Will next year’s iPads be faster than Macs?

The future of computing is developing before our eyes

Apple has added support for an ARM chip to macOS Sierra, igniting another wave of speculation that it may ship ARM-powered Macs to complement its ARM-powered iOS devices.

Hurricane

The kernel release notes for macOS 10.12 tells us that the OS now supports a new ARM chip family, code-named ‘Hurricane’. This is likely to be a new Apple-designed processor, given that the A7 was called Cyclone, the A8, Typhoon and the A9-series Apple chip was called Twister.

This support in conjunction with Apple’s decision to cleanse apps running legacy code from the App Store is setting thoughts in motion. Techtastic observes: “Apple can easily make the transition to a different instruction set, for example, switching from x86 to ARM without all apps need to be resubmitted.”

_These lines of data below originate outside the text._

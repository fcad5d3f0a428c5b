// SPDX-License-Identifier: AGPL-3.0-or-later
//
// Copyright (C) 2026 Fundbridge Contributors

//! DEX offer flow: order-book listing and offer creation.

use axum::{extract::State, http::StatusCode, Json};
use serde::{Deserialize, Serialize};
use serde_json::Value;
use utoipa::ToSchema;

use crate::{
    error::ApiError,
    ledger::{
        client::BookSide,
        types::xrp_to_drops,
        Amount, IssuedAmount, Transaction, TxKind, Wallet,
    },
    state::AppState,
    storage::InvestorRepository,
};

/// Default number of offers returned from the book.
const DEFAULT_BOOK_LIMIT: u32 = 20;

/// Request for an order-book listing between two currencies.
#[derive(Debug, Clone, Deserialize, ToSchema)]
pub struct ListOffersRequest {
    /// Currency being sold ("XRP" or a token code)
    pub sell: String,
    /// Currency being bought ("XRP" or a token code)
    pub buy: String,
    /// Max offers to return; defaults to 20
    pub limit: Option<u32>,
    /// Issuer for the non-XRP side(s)
    pub issuer_address: String,
}

/// One side of an offer as submitted by the dashboard.
#[derive(Debug, Clone, Deserialize, ToSchema)]
pub struct OfferAmount {
    /// "XRP" or a token code
    pub currency: String,
    /// Decimal value
    pub value: String,
    /// Issuer address; required for non-XRP currencies
    pub issuer: Option<String>,
}

/// Request to place an offer from a stored investor wallet.
#[derive(Debug, Clone, Deserialize, ToSchema)]
pub struct CreateOfferRequest {
    /// Investor address placing the offer
    pub investor_address: String,
    /// What the taker receives (what the investor gives up)
    pub taker_gets: OfferAmount,
    /// What the taker pays (what the investor wants)
    pub taker_pays: OfferAmount,
}

/// Result wrapper around the validated transaction record.
#[derive(Debug, Serialize, ToSchema)]
pub struct CreateOfferResponse {
    /// Raw validated transaction record from the ledger
    pub result: Value,
}

/// List the order book between two currencies.
#[utoipa::path(
    post,
    path = "/v1/offers",
    tag = "Offers",
    request_body = ListOffersRequest,
    responses(
        (status = 200, description = "Raw order book from the ledger"),
        (status = 400, description = "Missing parameters"),
        (status = 503, description = "Ledger unavailable")
    )
)]
pub async fn list_offers(
    State(state): State<AppState>,
    Json(request): Json<ListOffersRequest>,
) -> Result<Json<Value>, ApiError> {
    if request.sell.is_empty() || request.buy.is_empty() || request.issuer_address.is_empty() {
        return Err(ApiError::bad_request("missing_parameters"));
    }

    let taker_gets = book_side(&request.sell, &request.issuer_address);
    let taker_pays = book_side(&request.buy, &request.issuer_address);
    let limit = request.limit.unwrap_or(DEFAULT_BOOK_LIMIT);

    let book = state
        .ledger
        .book_offers(&taker_gets, &taker_pays, limit)
        .await?;
    Ok(Json(book))
}

/// Place a DEX offer from a stored investor wallet.
///
/// The `TakerGets` side is checked for funding first: XRP offers against the
/// account balance, token offers against the matching trust line.
#[utoipa::path(
    post,
    path = "/v1/offers/create",
    tag = "Offers",
    request_body = CreateOfferRequest,
    responses(
        (status = 201, description = "Offer submitted", body = CreateOfferResponse),
        (status = 400, description = "Missing parameters or insufficient balance"),
        (status = 404, description = "Unknown investor"),
        (status = 503, description = "Ledger unavailable")
    )
)]
pub async fn create_offer(
    State(state): State<AppState>,
    Json(request): Json<CreateOfferRequest>,
) -> Result<(StatusCode, Json<CreateOfferResponse>), ApiError> {
    let investor = InvestorRepository::new(&state.pool)
        .find_by_address(&request.investor_address)
        .await?
        .ok_or_else(|| ApiError::not_found("investor_not_found"))?;
    let wallet = Wallet::from_seed(&investor.secret)?;

    let taker_gets = to_ledger_amount(&request.taker_gets)?;
    let taker_pays = to_ledger_amount(&request.taker_pays)?;

    check_can_fund_offer(&state, wallet.address(), &taker_gets).await?;

    let offer = Transaction::new(
        wallet.address(),
        TxKind::OfferCreate {
            taker_gets,
            taker_pays,
        },
    );

    let outcome = state.ledger.submit_and_wait(&wallet, offer).await?;
    if !outcome.succeeded() {
        return Err(ApiError::bad_request(format!(
            "failed_to_create_offer: {}",
            outcome.result_code
        )));
    }

    tracing::info!(
        investor = %investor.name,
        hash = %outcome.hash,
        "offer created"
    );

    Ok((
        StatusCode::CREATED,
        Json(CreateOfferResponse {
            result: outcome.raw,
        }),
    ))
}

fn book_side(currency: &str, issuer: &str) -> BookSide {
    if currency == "XRP" {
        BookSide::xrp()
    } else {
        BookSide::issued(currency, issuer)
    }
}

/// Convert a dashboard amount into a ledger amount.
fn to_ledger_amount(amount: &OfferAmount) -> Result<Amount, ApiError> {
    if amount.currency == "XRP" {
        let drops = xrp_to_drops(&amount.value).map_err(ApiError::bad_request)?;
        Ok(Amount::drops(drops))
    } else {
        let issuer = amount
            .issuer
            .as_deref()
            .ok_or_else(|| ApiError::bad_request("issuer required for token amounts"))?;
        Ok(Amount::Issued(IssuedAmount {
            currency: amount.currency.clone(),
            issuer: issuer.to_string(),
            value: amount.value.clone(),
        }))
    }
}

/// Verify the account can actually deliver `TakerGets` before submitting.
async fn check_can_fund_offer(
    state: &AppState,
    account: &str,
    taker_gets: &Amount,
) -> Result<(), ApiError> {
    match taker_gets {
        Amount::Drops(needed) => {
            let info = state.ledger.account_info(account).await?;
            let needed: u64 = needed
                .parse()
                .map_err(|_| ApiError::bad_request("invalid amount"))?;
            if info.balance_drops < needed {
                return Err(ApiError::bad_request(
                    "insufficient_balance: insufficient XRP for TakerGets",
                ));
            }
        }
        Amount::Issued(issued) => {
            let lines = state
                .ledger
                .account_lines(account, Some(&issued.issuer))
                .await?;
            let balance = lines
                .iter()
                .find(|line| line.currency == issued.currency)
                .and_then(|line| line.balance.parse::<f64>().ok())
                .unwrap_or(0.0);
            let needed = issued.value.parse::<f64>().unwrap_or(f64::MAX);
            if balance < needed {
                return Err(ApiError::bad_request(
                    "insufficient_balance: insufficient tokens for TakerGets",
                ));
            }
        }
    }
    Ok(())
}

#[cfg(test)]
mod tests {
    use super::*;

    #[test]
    fn book_side_selection() {
        let xrp = book_side("XRP", "rISSUER");
        assert_eq!(xrp.currency, "XRP");
        assert!(xrp.issuer.is_none());

        let token = book_side("TKA", "rISSUER");
        assert_eq!(token.currency, "TKA");
        assert_eq!(token.issuer.as_deref(), Some("rISSUER"));
    }

    #[test]
    fn amounts_convert_per_currency() {
        let xrp = OfferAmount {
            currency: "XRP".to_string(),
            value: "1.5".to_string(),
            issuer: None,
        };
        assert_eq!(to_ledger_amount(&xrp).unwrap(), Amount::drops(1_500_000));

        let token = OfferAmount {
            currency: "TKA".to_string(),
            value: "100".to_string(),
            issuer: Some("rISSUER".to_string()),
        };
        assert_eq!(
            to_ledger_amount(&token).unwrap(),
            Amount::issued("TKA", "rISSUER", "100")
        );

        let missing_issuer = OfferAmount {
            currency: "TKA".to_string(),
            value: "100".to_string(),
            issuer: None,
        };
        assert!(to_ledger_amount(&missing_issuer).is_err());
    }
}
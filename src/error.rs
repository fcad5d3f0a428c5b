// SPDX-License-Identifier: AGPL-3.0-or-later
//
// Copyright (C) 2026 Fundbridge Contributors

use axum::{
    http::StatusCode,
    response::{IntoResponse, Response},
    Json,
};
use serde::Serialize;

use crate::ledger::LedgerError;
use crate::storage::StorageError;

#[derive(Debug)]
pub struct ApiError {
    pub status: StatusCode,
    pub message: String,
}

#[derive(Serialize)]
struct ErrorBody {
    error: String,
}

impl ApiError {
    pub fn new(status: StatusCode, message: impl Into<String>) -> Self {
        Self {
            status,
            message: message.into(),
        }
    }

    pub fn not_found(message: impl Into<String>) -> Self {
        Self::new(StatusCode::NOT_FOUND, message)
    }

    pub fn bad_request(message: impl Into<String>) -> Self {
        Self::new(StatusCode::BAD_REQUEST, message)
    }

    pub fn unprocessable(message: impl Into<String>) -> Self {
        Self::new(StatusCode::UNPROCESSABLE_ENTITY, message)
    }

    pub fn internal(message: impl Into<String>) -> Self {
        Self::new(StatusCode::INTERNAL_SERVER_ERROR, message)
    }

    pub fn service_unavailable(message: impl Into<String>) -> Self {
        Self::new(StatusCode::SERVICE_UNAVAILABLE, message)
    }
}

impl IntoResponse for ApiError {
    fn into_response(self) -> Response {
        let body = Json(ErrorBody {
            error: self.message,
        });
        (self.status, body).into_response()
    }
}

impl From<StorageError> for ApiError {
    fn from(err: StorageError) -> Self {
        match err {
            StorageError::NotFound(what) => ApiError::not_found(what),
            StorageError::Database(e) => {
                tracing::error!(error = %e, "database error");
                ApiError::internal("database error")
            }
        }
    }
}

impl From<LedgerError> for ApiError {
    fn from(err: LedgerError) -> Self {
        match &err {
            LedgerError::InvalidAddress(_) | LedgerError::InvalidSeed => {
                ApiError::bad_request(err.to_string())
            }
            LedgerError::TransactionFailed { .. } => ApiError::bad_request(err.to_string()),
            LedgerError::ActivationTimeout(_) => {
                ApiError::service_unavailable(err.to_string())
            }
            LedgerError::Transport(_) | LedgerError::Rpc { .. } | LedgerError::Faucet(_) => {
                tracing::warn!(error = %err, "ledger call failed");
                ApiError::service_unavailable(err.to_string())
            }
            LedgerError::Signing(_) | LedgerError::Codec(_) => {
                tracing::error!(error = %err, "transaction build failed");
                ApiError::internal(err.to_string())
            }
        }
    }
}

#[cfg(test)]
mod tests {
    use super::*;
    use axum::body::to_bytes;

    #[test]
    fn constructors_set_status_and_message() {
        let nf = ApiError::not_found("missing");
        assert_eq!(nf.status, StatusCode::NOT_FOUND);
        assert_eq!(nf.message, "missing");

        let bad = ApiError::bad_request("bad");
        assert_eq!(bad.status, StatusCode::BAD_REQUEST);
        assert_eq!(bad.message, "bad");

        let unp = ApiError::unprocessable("oops");
        assert_eq!(unp.status, StatusCode::UNPROCESSABLE_ENTITY);
        assert_eq!(unp.message, "oops");

        let sad = ApiError::service_unavailable("down");
        assert_eq!(sad.status, StatusCode::SERVICE_UNAVAILABLE);
    }

    #[tokio::test]
    async fn into_response_returns_json_body() {
        let response = ApiError::bad_request("bad data").into_response();
        assert_eq!(response.status(), StatusCode::BAD_REQUEST);

        let body_bytes = to_bytes(response.into_body(), usize::MAX).await.unwrap();
        let body = String::from_utf8(body_bytes.to_vec()).unwrap();
        assert_eq!(body, r#"{"error":"bad data"}"#);
    }

    #[test]
    fn storage_not_found_maps_to_404() {
        let err: ApiError = StorageError::NotFound("issuer".to_string()).into();
        assert_eq!(err.status, StatusCode::NOT_FOUND);
    }

    #[test]
    fn failed_transaction_maps_to_400() {
        let err: ApiError = LedgerError::TransactionFailed {
            code: "telINSUF_FEE_P".to_string(),
            tx_type: "Payment".to_string(),
        }
        .into();
        assert_eq!(err.status, StatusCode::BAD_REQUEST);
        assert!(err.message.contains("telINSUF_FEE_P"));
    }
}
// SPDX-License-Identifier: AGPL-3.0-or-later
//
// Copyright (C) 2026 Fundbridge Contributors

//! Repository layer providing typed access to the database.
//!
//! Each repository covers one table, borrowing the shared connection pool.

pub mod currencies;
pub mod investors;
pub mod issuers;
pub mod wrapped_tokens;

pub use currencies::CurrencyRepository;
pub use investors::InvestorRepository;
pub use issuers::IssuerRepository;
pub use wrapped_tokens::WrappedTokenRepository;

This makes it possible for Apple to introduce an ARM-based Mac capable of running existing Mac apps, or, indeed, launching an ARM-based iPad capable of running Mac apps in some form. Either way it eases any transition plans.

The eye of the storm

The new A10 Fusion chip is remarkably fast. It has quad-cores, two dedicated to high-performance tasks and two energy efficient cores to handle regular activity. Geekbench tests suggest iPhone 7 scores better on both single- and multi-core than most MacBook Airs; almost as well as a 2013 MacBook Pro and even beats the 12-core Mac Pro in single thread performance. (Daring Fireball).

There has long been speculation the company may shift the Mac range across to its own ARM-based chips.

Just four years ago, Bloomberg wrote:“Apple engineers have grown confident that the chip designs used for its mobile devices will one day be powerful enough to run its desktops and laptops, said three people with knowledge of the work, who asked to remain anonymous because the plans are confidential.”

More recently, Jean-Louis Gassée pointed out, “Apple’s drive to own “all layers of the stack” continues unabated years after Steve’s passing.”

Mac attack

The next MacBook Pro is expected to maintain an Intel processor and to host an OLED touch bar with an integrated fingerprint reader.

Mac users have become anxious at the lack of new hardware in recent years.

While some have questioned Apple’s commitment to the platform, Gassee puts the blame on Intel, “the Mac line is suspended, literally, by the late delivery of Intel’s Broadwell x86 processors,” he wrote.

Apple knows how much damage it suffered last time it lay in processor limbo. Part of the reason the company migrated to Intel was because PowerPC couldn’t keep up in terms of performance etc.

This may make it significant Intel has reached a deal to allow it to manufacture ARM chips in its factories. The ARM/Softbank deal may also have bearing on current speculation.

Right now all we have is questions and speculation, but as Apple’s own mobile processors become capable of desktop class performance, why would the company not want to run desktop class apps on them?

However, one thing we can predict is that it will put a much faster version of the current iPhone’s A10 chip inside next year’s iPad Pros – and these processors will be faster than the ones presently used in current Macs.